The expected answer is a single number, namely how many lines in the data below hold the word "anstream".

» Records provided
::::::::
//! Console colors. Everything styled here goes out through an
//! `anstream::AutoStream`, which drops the escape codes when they aren't
//! wanted.
use anstyle::{AnsiColor, Color, Style};
use clap::ValueEnum;
use std::fmt;

/// When to color console output
#[derive(Debug, Clone, Copy, PartialEq, Eq, Default, ValueEnum)]
pub enum ColorChoice {
    /// Color when writing to a terminal that supports it
    #[default]
    Auto,
    /// Always color
    Always,
    /// Never color
    Never,
}

impl From<ColorChoice> for anstream::ColorChoice {
    fn from(choice: ColorChoice) -> Self {
        match choice {
            ColorChoice::Always => anstream::ColorChoice::Always,
            ColorChoice::Auto => anstream::ColorChoice::Auto,
            ColorChoice::Never => anstream::ColorChoice::Never,
        }
    }
}

const GREEN: Style = Style::new().fg_color(Some(Color::Ansi(AnsiColor::Green)));
const BOLD_GREEN: Style = GREEN.bold();
const YELLOW: Style = Style::new().fg_color(Some(Color::Ansi(AnsiColor::Yellow)));
const RED: Style = Style::new().fg_color(Some(Color::Ansi(AnsiColor::Red)));

/// The program name, in banners
#[must_use]
pub fn app_name(content: &str) -> StyledStr<'_> {
    StyledStr { prefix: BOLD_GREEN, content }
}
/// Menu entries and set names
#[must_use]
pub fn as_item(content: &str) -> StyledStr<'_> {
    StyledStr { prefix: GREEN, content }
}
/// Section headings
#[must_use]
pub fn as_title(content: &str) -> StyledStr<'_> {
    StyledStr { prefix: YELLOW, content }
}
/// Problems the user should notice
#[must_use]
pub fn as_error(content: &str) -> StyledStr<'_> {
    StyledStr { prefix: RED, content }
}

/// A string with a style; `Display` wraps it in the style's escape codes
pub struct StyledStr<'a> {
    prefix: Style,
    content: &'a str,
}
impl StyledStr<'_> {
    /// Length of the content, escape codes not included
    #[must_use]
    pub fn len(&self) -> usize {
        self.content.len()
    }
    /// Is the content empty?
    #[must_use]
    pub fn is_empty(&self) -> bool {
        self.content.is_empty()
    }
}
impl fmt::Display for StyledStr<'_> {
    fn fmt(&self, f: &mut fmt::Formatter<'_>) -> fmt::Result {
        write!(f, "{}{}{}", self.prefix.render(), self.content, self.prefix.render_reset())
    }
}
::::::::
» Answer space
5